Risks Associated With Municipal Bonds
Call risk is the risk that a bond issuer will redeem a bond prior to it reaching its set maturity date. With a call risk the issuer typically will redeem a bond if the interest rates decline in order to improve their investment and saving money.
Credit risk is the risk of default on a debt due to the borrower facing some financial hardships that prevent them from making payments. With credit risk, you are referring to the possibility that the borrower will be unable to pay back the owed principal plus interest which will interrupt the cash flows of the lender.
Interest Rate Risk
Interest rate risk refers to the effects fluctuating interest rate prices can have on the value of a bond or investment. Investors need to be wary of interest rate risk because bond market prices will decrease as interest rates move up. If interest rates go up it could cause investors to lose money on municipal bonds because their value has plummeted.
Inflation risk is the risk that your investment returns will decrease due a decline in purchasing power. Often times, inflation leads to higher interest rates which lower the value of fixed income securities and government bonds.
Liquidity risk is the risk that investors will not be able to find a market for the municipal bond. This could prevent owners from buying or selling the bond when they so choose, and thus reducing the chance of acquiring their desired price
How Are Municipal Bonds Taxed?
A large portion of the income from municipal bonds is usually exempt from federal taxes. State and local taxes for municipal bonds may be exempt for individuals based on the state where they reside. Bonds in New York City are triple tax-free meaning they’re exempt from federal, state, and local taxes.
How To Invest in Municipal Bonds
Many people ask themselves how can I invest in municipal bonds? You need to do your research before you buy or sell any municipal bonds so that you understand all of the risks.
Online brokers can be helpful if you would like to learn all about investing in municipal bonds quickly. Municipal bonds have transaction costs so it’s important to understand the default risk associated with buy or selling each specific bond.
You can invest in municipal bonds by opening an account with an online broker. Online brokers can help you with exchanges involving the buying and selling of municipal bonds.

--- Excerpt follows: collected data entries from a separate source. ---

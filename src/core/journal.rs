use chrono::Utc;

use super::types::{LogCategory, LogRecord};

#[derive(Debug, Clone, Default)]
pub struct Journal {
    records: Vec<LogRecord>,
    ticker: Vec<LogRecord>,
}

impl Journal {
    pub fn record(&mut self, message: &str, category: LogCategory, ticker: bool) {
        let entry = LogRecord {
            message: clean_text(message),
            category,
            timestamp: Utc::now(),
            ticker,
        };
        tracing::debug!(category = ?category, ticker, message = %entry.message, "journal");
        if ticker {
            self.ticker.push(entry.clone());
        }
        self.records.push(entry);
    }

    pub fn records(&self) -> &[LogRecord] {
        &self.records
    }

    pub fn ticker(&self) -> &[LogRecord] {
        &self.ticker
    }

    pub fn clear_ticker(&mut self) {
        self.ticker.clear();
    }

    pub fn clear(&mut self) {
        self.records.clear();
        self.ticker.clear();
    }
}

/// Strips `**` emphasis and complete `<...>` tags. A `<` with no closing
/// `>` is kept as text.
pub fn clean_text(text: &str) -> String {
    let text = text.replace("**", "");
    let mut out = String::with_capacity(text.len());
    let mut rest = text.as_str();
    while let Some(open) = rest.find('<') {
        out.push_str(&rest[..open]);
        match rest[open..].find('>') {
            Some(close) => rest = &rest[open + close + 1..],
            None => {
                rest = &rest[open..];
                break;
            }
        }
    }
    out.push_str(rest);
    out
}

pub fn format_money(amount: f64) -> String {
    if !amount.is_finite() {
        return "$0".to_string();
    }
    let sign = if amount < 0.0 { "-" } else { "" };
    let abs = amount.abs();
    if abs >= 1e12 {
        format!("{sign}{:.2}T", abs / 1e12)
    } else if abs >= 1e9 {
        format!("{sign}{:.2}B", abs / 1e9)
    } else if abs >= 1e6 {
        format!("{sign}{:.2}M", abs / 1e6)
    } else if abs >= 1e3 {
        format!("{sign}{:.2}K", abs / 1e3)
    } else {
        format!("{sign}${abs:.0}")
    }
}

pub fn format_signed_money(amount: f64) -> String {
    if amount >= 0.0 {
        format!("+{}", format_money(amount))
    } else {
        format_money(amount)
    }
}
use serde::Serialize;

use super::catalog::{
    ACHIEVEMENTS, CEO_QUOTES, DEFAULT_BURN_RATE, DEFAULT_FIRM_NAME, MARKET_EVENTS, STARTING_AUM,
    STARTING_TRUST, default_competitors, find_asset,
};
use super::competitors::{advance_all, sorted_by_aum};
use super::error::{GameError, StoreError};
use super::flow::{compute_client_flow, next_trust};
use super::journal::{Journal, format_money, format_signed_money};
use super::ledger::{Ledger, Liquidation, Purchase, Sale};
use super::market::{advance_macro, select_event};
use super::progress::{Progress, ProgressStore, QuarterFacts};
use super::returns::compute_profit;
use super::rng::{RandomSource, Rng};
use super::types::{
    AllocationSlice, Competitor, EventKind, HistoryPoint, LogCategory, MacroState, MarketEvent,
    QuarterOutcome, QuarterReport, WhatIfResult,
};

const MANAGEMENT_FEE_RATE: f64 = 0.005;
const DIFFICULTY_TRIGGER: f64 = 0.3;
const DIFFICULTY_STEP: f64 = 1.05;

#[derive(Debug, Clone, PartialEq)]
pub struct GameConfig {
    pub burn_rate: f64,
    pub firm_name: String,
    pub seed: u64,
}

impl Default for GameConfig {
    fn default() -> Self {
        Self {
            burn_rate: DEFAULT_BURN_RATE,
            firm_name: DEFAULT_FIRM_NAME.to_string(),
            seed: 42,
        }
    }
}

#[derive(Debug, Clone, PartialEq, Serialize)]
#[serde(rename_all = "camelCase")]
pub struct GameState {
    pub ledger: Ledger,
    pub client_trust: f64,
    pub quarter: u32,
    pub macro_state: MacroState,
    pub competitors: Vec<Competitor>,
    pub difficulty_factor: f64,
    pub bankrupt: bool,
    pub history: Vec<HistoryPoint>,
    pub last_pnl: f64,
}

impl GameState {
    pub fn initial() -> Self {
        Self {
            ledger: Ledger::new(STARTING_AUM),
            client_trust: STARTING_TRUST,
            quarter: 0,
            macro_state: MacroState::NEUTRAL,
            competitors: default_competitors(),
            difficulty_factor: 1.0,
            bankrupt: false,
            history: Vec::new(),
            last_pnl: 0.0,
        }
    }

    pub fn aum(&self) -> f64 {
        self.ledger.aum()
    }
}

#[derive(Debug, Clone, PartialEq, Serialize)]
#[serde(rename_all = "camelCase")]
pub struct Settings {
    pub burn_rate: f64,
    pub firm_name: String,
}

pub struct Game<R: RandomSource = Rng> {
    state: GameState,
    settings: Settings,
    progress: Progress,
    journal: Journal,
    rng: R,
    store: Option<Box<dyn ProgressStore>>,
}

impl Game<Rng> {
    pub fn from_config(config: &GameConfig) -> Self {
        Game::new(config, Rng::new(config.seed))
    }
}

impl<R: RandomSource> Game<R> {
    pub fn new(config: &GameConfig, rng: R) -> Self {
        Self {
            state: GameState::initial(),
            settings: Settings {
                burn_rate: config.burn_rate,
                firm_name: config.firm_name.clone(),
            },
            progress: Progress::default(),
            journal: Journal::default(),
            rng,
            store: None,
        }
    }

    pub fn with_store(mut self, store: Box<dyn ProgressStore>) -> Result<Self, StoreError> {
        let snapshot = store.load()?;
        tracing::info!(
            unlocked = snapshot.achievements.values().filter(|v| **v).count(),
            best_quarters = snapshot.high_scores.quarters,
            "loaded progress snapshot"
        );
        self.progress = Progress::from_snapshot(snapshot);
        self.store = Some(store);
        Ok(self)
    }

    pub fn state(&self) -> &GameState {
        &self.state
    }

    pub fn settings(&self) -> &Settings {
        &self.settings
    }

    pub fn progress(&self) -> &Progress {
        &self.progress
    }

    pub fn journal(&self) -> &Journal {
        &self.journal
    }

    pub fn allocation(&self) -> Vec<AllocationSlice> {
        self.state.ledger.allocation()
    }

    pub fn net_worth(&self) -> f64 {
        self.state.ledger.net_worth()
    }

    pub fn buy(&mut self, asset_id: &str, quantity: u32) -> Result<Purchase, GameError> {
        if self.state.bankrupt {
            return Err(GameError::Bankrupt);
        }
        let asset =
            find_asset(asset_id).ok_or_else(|| GameError::UnknownAsset(asset_id.to_string()))?;
        let quantity = quantity.max(1);

        match self.state.ledger.buy(asset, quantity) {
            Ok(purchase) => {
                self.journal.record(
                    &format!(
                        "You invested **{}** in **{}**.",
                        format_money(purchase.total_cost),
                        purchase.asset_name
                    ),
                    LogCategory::Profit,
                    false,
                );
                Ok(purchase)
            }
            Err(err) => {
                self.journal.record(
                    "You don't have enough capital to make this investment.",
                    LogCategory::Loss,
                    false,
                );
                Err(err)
            }
        }
    }

    pub fn sell_one(&mut self, asset_id: &str) -> Option<Sale> {
        let sale = self.state.ledger.sell_one(asset_id)?;
        self.journal.record(
            &format!(
                "You sold all **{}** for **{}**. Realized P/L: **{}**.",
                sale.asset_name,
                format_money(sale.proceeds),
                format_signed_money(sale.realized_pnl)
            ),
            pnl_category(sale.realized_pnl),
            false,
        );
        Some(sale)
    }

    pub fn sell_all(&mut self) -> Option<Liquidation> {
        let liquidation = self.state.ledger.sell_all()?;
        self.journal.record(
            &format!(
                "You sold your entire portfolio. Realized P/L: **{}**.",
                format_signed_money(liquidation.realized_pnl)
            ),
            pnl_category(liquidation.realized_pnl),
            false,
        );
        Some(liquidation)
    }

    pub fn set_burn_rate(&mut self, value: f64) -> Result<(), GameError> {
        if !value.is_finite() || value < 0.0 {
            return Err(GameError::InvalidBurnRate(value));
        }
        self.settings.burn_rate = value;
        Ok(())
    }

    pub fn set_firm_name(&mut self, name: &str) -> Result<(), GameError> {
        let trimmed = name.trim();
        if trimmed.is_empty() {
            return Err(GameError::EmptyFirmName);
        }
        self.settings.firm_name = trimmed.to_string();
        Ok(())
    }

    pub fn restart(&mut self) {
        self.state = GameState::initial();
        self.journal.clear();
        tracing::info!(firm = %self.settings.firm_name, "game restarted");
    }

    pub fn advance_quarter(&mut self) -> QuarterOutcome {
        self.run_quarter(None)
    }

    pub fn advance_quarter_with_event(&mut self, event: &MarketEvent) -> QuarterOutcome {
        self.run_quarter(Some(*event))
    }

    fn run_quarter(&mut self, forced: Option<MarketEvent>) -> QuarterOutcome {
        if self.state.bankrupt {
            return QuarterOutcome::Halted;
        }
        let burn_rate = self.settings.burn_rate;
        if self.state.aum() <= burn_rate {
            self.state.bankrupt = true;
            self.journal.record(
                "Your firm's capital is insufficient to cover operational burn rate. You are bankrupt!",
                LogCategory::Loss,
                false,
            );
            tracing::warn!(
                aum = self.state.aum(),
                burn_rate,
                quarter = self.state.quarter,
                "firm went bankrupt"
            );
            return QuarterOutcome::WentBankrupt;
        }

        self.journal.clear_ticker();
        let state = &mut self.state;
        state.quarter += 1;

        // Lags one quarter: last quarter's pnl against this quarter's opening aum.
        if state.last_pnl / state.aum() > DIFFICULTY_TRIGGER {
            state.difficulty_factor *= DIFFICULTY_STEP;
        }

        state.macro_state = advance_macro(&state.macro_state, &mut self.rng);
        let event = forced.unwrap_or_else(|| *select_event(&MARKET_EVENTS, &mut self.rng));
        let headline = if event.is_political() {
            "Political News:"
        } else {
            "Market News:"
        };
        self.journal
            .record(&format!("{headline} {}", event.text), LogCategory::Event, true);

        let profits = quarter_profits(&state.ledger, &state.macro_state, &event, &mut self.rng);
        let holdings_pnl = state.ledger.apply_quarter_returns(&profits);

        let opening_aum = state.aum();
        let pnl = holdings_pnl + opening_aum * MANAGEMENT_FEE_RATE
            - burn_rate * state.difficulty_factor;
        state.ledger.adjust_cash(pnl);

        let client_flow = compute_client_flow(
            pnl,
            state.client_trust,
            state.aum(),
            state.difficulty_factor,
            &event,
        );
        state.client_trust = next_trust(state.client_trust, pnl, &event);
        state.ledger.adjust_cash(client_flow);
        state.last_pnl = pnl;

        state.competitors = advance_all(&state.competitors, &event, &mut self.rng);
        state.history.push(HistoryPoint {
            quarter: state.quarter,
            aum: state.aum(),
            pnl,
        });

        self.journal.record(
            &format!(
                "Your investments yielded a **P/L of {}**.",
                format_signed_money(pnl)
            ),
            pnl_category(pnl),
            true,
        );
        self.journal.record(
            &format!(
                "Client capital changed by **{}**.",
                format_signed_money(client_flow)
            ),
            if client_flow >= 0.0 {
                LogCategory::Profit
            } else {
                LogCategory::Loss
            },
            true,
        );

        let unlocked = self.update_progress(event.kind);
        let narrative = CEO_QUOTES[self.rng.index(CEO_QUOTES.len())];

        let state = &self.state;
        tracing::info!(
            quarter = state.quarter,
            event = event.kind.label(),
            pnl,
            client_flow,
            aum = state.aum(),
            trust = state.client_trust,
            "quarter closed"
        );

        QuarterOutcome::Advanced(QuarterReport {
            quarter: state.quarter,
            firm_name: self.settings.firm_name.clone(),
            event_kind: event.kind,
            market_event_text: event.text,
            macro_snapshot: state.macro_state,
            pnl,
            client_flow,
            aum: state.aum(),
            client_trust: state.client_trust,
            difficulty_factor: state.difficulty_factor,
            competitors_sorted: sorted_by_aum(&state.competitors),
            unlocked_achievements: unlocked,
            narrative,
        })
    }

    fn update_progress(&mut self, event: EventKind) -> Vec<&'static str> {
        let before = self.progress.clone();
        let facts = QuarterFacts {
            aum: self.state.aum(),
            trust: self.state.client_trust,
            quarter: self.state.quarter,
            event,
        };
        self.progress
            .record_high_scores(facts.aum, facts.quarter, facts.trust);
        let unlocked = self.progress.evaluate(&ACHIEVEMENTS, &facts);
        for achievement in &unlocked {
            self.journal.record(
                &format!("Achievement Unlocked: {}", achievement.name),
                LogCategory::Achievement,
                false,
            );
        }

        if self.progress != before {
            self.persist_progress();
        }
        unlocked.iter().map(|a| a.id).collect()
    }

    fn persist_progress(&mut self) {
        let Some(store) = self.store.as_mut() else {
            return;
        };
        if let Err(err) = store.save(self.progress.snapshot()) {
            tracing::warn!(error = %err, "failed to save progress snapshot");
        }
    }

    /// Forecast of the next quarter against the current book without touching
    /// it: the macro state is not advanced, holdings are not revalued and no
    /// rival moves. Only random draws are consumed.
    pub fn run_what_if(&mut self) -> Option<WhatIfResult> {
        if self.state.bankrupt {
            return None;
        }
        let state = &self.state;
        let event = *select_event(&MARKET_EVENTS, &mut self.rng);
        let profits = quarter_profits(&state.ledger, &state.macro_state, &event, &mut self.rng);
        let holdings_pnl: f64 = profits.iter().map(|(_, profit)| profit).sum();

        let pnl = holdings_pnl + state.aum() * MANAGEMENT_FEE_RATE
            - self.settings.burn_rate * state.difficulty_factor;
        let client_flow = compute_client_flow(
            pnl,
            state.client_trust,
            state.aum() + pnl,
            state.difficulty_factor,
            &event,
        );

        Some(WhatIfResult {
            event_kind: event.kind,
            event_text: event.text,
            pnl,
            client_flow,
        })
    }
}

fn quarter_profits<R: RandomSource>(
    ledger: &Ledger,
    macro_state: &MacroState,
    event: &MarketEvent,
    rng: &mut R,
) -> Vec<(&'static str, f64)> {
    ledger
        .holdings()
        .filter_map(|holding| {
            let asset = find_asset(holding.asset_id)?;
            let profit = compute_profit(holding.current_value, asset, macro_state, event, rng);
            Some((holding.asset_id, profit))
        })
        .collect()
}

fn pnl_category(pnl: f64) -> LogCategory {
    if pnl >= 0.0 {
        LogCategory::Profit
    } else {
        LogCategory::Loss
    }
}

Many people look into using an online broker because they’re convenient and they can help you capitalize on important information quickly. Online brokers are licensed and have years of experience managing municipal bonds.
Municipal Bond ETFs
Bonds can even be bought and sold in a secondary market where you can hold them until they’re fully mature. You can purchase municipal bonds from Exchange Traded Funds (ETFs) where bonds can be exchanged. It’s important to know that you don’t physically own the bond if you purchase any Municipal Bond ETFs.
Municipal Bond Mutual Funds
These types of Mutual Funds offer tax-exempt yields that help you diversify your holdings and decrease the risk involved. Municipal Bond mutual funds provide excellent tax efficiency and you won’t feel the need to manage multiple different bonds. You still will have to pay for fees such as expense ratios or sales fees that come along with bond investments.
Financial advisors can help you understand the tax implications of municipal bonds. You should consider hiring a financial advisor to help you maximize your income with municipal bonds and help you navigate through different transactions correctly.
Seeking Out Guidance For Municipal Bonds
You may consider handling all of your financial planning by yourself, or with the help of a financial advisor. If you choose to do your own financial planning you need to understand municipal bond rates and all of the benefits and risks of each transaction. The better bet may be to enlist the assistance of a professional who can help you get started investing in municipal bonds.